Records for this task -
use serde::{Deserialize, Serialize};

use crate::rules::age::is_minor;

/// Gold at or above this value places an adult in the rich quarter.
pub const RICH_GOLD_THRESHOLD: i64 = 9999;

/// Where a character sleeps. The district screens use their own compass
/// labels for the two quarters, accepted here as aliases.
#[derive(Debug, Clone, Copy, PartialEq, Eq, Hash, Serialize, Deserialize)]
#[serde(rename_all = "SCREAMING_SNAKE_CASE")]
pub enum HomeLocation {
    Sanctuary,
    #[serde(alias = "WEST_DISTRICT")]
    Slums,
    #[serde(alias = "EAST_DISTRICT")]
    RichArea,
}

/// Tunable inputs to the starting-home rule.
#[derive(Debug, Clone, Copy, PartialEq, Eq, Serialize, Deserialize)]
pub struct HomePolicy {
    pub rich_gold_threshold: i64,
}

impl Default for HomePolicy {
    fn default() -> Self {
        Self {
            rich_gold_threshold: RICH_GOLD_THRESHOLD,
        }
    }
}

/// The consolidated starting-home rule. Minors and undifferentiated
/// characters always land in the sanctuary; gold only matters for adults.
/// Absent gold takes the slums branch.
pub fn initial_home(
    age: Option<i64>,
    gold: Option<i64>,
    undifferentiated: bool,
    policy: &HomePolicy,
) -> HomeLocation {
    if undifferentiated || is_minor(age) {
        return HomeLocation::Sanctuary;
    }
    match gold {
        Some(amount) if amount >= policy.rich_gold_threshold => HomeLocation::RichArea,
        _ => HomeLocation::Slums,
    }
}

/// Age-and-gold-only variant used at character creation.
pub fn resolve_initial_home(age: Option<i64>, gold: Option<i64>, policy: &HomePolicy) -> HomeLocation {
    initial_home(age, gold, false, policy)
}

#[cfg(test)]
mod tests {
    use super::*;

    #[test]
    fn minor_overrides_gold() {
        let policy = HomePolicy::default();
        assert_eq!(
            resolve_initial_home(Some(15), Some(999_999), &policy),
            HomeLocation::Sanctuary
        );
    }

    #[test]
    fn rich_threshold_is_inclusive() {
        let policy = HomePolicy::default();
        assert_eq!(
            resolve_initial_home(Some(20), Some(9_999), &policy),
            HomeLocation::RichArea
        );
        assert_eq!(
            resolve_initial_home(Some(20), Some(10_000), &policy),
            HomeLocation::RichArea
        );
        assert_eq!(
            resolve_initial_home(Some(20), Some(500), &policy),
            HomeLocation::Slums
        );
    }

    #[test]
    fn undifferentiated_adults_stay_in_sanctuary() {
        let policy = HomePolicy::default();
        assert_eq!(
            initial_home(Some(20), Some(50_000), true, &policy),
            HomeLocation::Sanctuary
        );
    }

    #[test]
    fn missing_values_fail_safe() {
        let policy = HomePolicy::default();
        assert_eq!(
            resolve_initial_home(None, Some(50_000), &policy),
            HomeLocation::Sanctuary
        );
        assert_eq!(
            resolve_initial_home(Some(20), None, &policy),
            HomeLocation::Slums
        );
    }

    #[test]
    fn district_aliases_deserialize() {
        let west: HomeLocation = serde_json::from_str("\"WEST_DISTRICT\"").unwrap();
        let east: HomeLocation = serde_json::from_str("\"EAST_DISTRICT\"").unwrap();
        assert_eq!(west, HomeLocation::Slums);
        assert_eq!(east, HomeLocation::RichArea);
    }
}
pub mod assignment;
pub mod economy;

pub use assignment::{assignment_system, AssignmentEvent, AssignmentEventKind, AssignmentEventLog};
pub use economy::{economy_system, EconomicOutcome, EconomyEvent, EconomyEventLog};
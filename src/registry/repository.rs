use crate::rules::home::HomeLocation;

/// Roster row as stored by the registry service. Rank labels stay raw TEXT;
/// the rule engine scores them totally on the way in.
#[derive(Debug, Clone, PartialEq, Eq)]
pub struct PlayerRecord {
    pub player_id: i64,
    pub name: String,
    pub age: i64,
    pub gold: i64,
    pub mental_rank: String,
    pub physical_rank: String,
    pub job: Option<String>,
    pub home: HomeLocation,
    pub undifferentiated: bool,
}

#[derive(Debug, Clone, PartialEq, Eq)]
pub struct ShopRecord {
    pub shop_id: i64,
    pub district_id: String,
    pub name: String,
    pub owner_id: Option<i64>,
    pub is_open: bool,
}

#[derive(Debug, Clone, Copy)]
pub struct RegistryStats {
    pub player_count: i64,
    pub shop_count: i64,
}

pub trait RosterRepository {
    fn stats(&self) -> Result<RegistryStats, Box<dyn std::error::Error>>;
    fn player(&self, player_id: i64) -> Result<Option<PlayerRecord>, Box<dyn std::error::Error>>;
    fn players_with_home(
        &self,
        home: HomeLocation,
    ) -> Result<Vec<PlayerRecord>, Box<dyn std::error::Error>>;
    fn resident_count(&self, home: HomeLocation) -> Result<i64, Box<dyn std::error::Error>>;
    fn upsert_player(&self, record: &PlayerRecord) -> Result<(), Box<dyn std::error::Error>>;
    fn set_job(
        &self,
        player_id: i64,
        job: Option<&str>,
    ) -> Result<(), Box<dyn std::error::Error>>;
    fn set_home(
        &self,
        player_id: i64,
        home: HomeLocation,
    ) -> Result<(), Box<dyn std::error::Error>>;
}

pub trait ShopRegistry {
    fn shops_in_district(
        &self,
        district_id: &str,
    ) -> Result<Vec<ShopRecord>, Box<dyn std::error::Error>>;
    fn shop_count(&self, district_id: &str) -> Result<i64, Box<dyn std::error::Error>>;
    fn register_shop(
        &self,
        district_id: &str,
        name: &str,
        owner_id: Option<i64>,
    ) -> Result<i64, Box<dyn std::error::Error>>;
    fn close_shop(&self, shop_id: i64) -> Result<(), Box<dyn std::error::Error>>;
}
==
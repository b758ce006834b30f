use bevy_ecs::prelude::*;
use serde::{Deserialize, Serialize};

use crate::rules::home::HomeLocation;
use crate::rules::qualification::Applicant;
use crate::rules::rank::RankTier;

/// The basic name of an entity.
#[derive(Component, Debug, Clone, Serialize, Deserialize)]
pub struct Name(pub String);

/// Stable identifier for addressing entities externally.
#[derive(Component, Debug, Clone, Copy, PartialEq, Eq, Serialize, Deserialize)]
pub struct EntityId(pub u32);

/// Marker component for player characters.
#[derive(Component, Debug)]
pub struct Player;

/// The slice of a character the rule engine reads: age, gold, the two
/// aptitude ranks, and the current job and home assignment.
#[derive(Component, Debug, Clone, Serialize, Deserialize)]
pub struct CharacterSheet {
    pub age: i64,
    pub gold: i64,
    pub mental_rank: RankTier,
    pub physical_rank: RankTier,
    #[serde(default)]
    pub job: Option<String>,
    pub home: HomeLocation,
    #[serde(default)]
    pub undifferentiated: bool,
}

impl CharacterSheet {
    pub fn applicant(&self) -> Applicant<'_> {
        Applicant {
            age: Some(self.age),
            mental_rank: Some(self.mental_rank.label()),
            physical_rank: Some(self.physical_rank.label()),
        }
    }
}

Work to be completed -
Give the number of lines in the listing that hold the string "PlayerRecord", and supply nothing further.

Output of the task -
4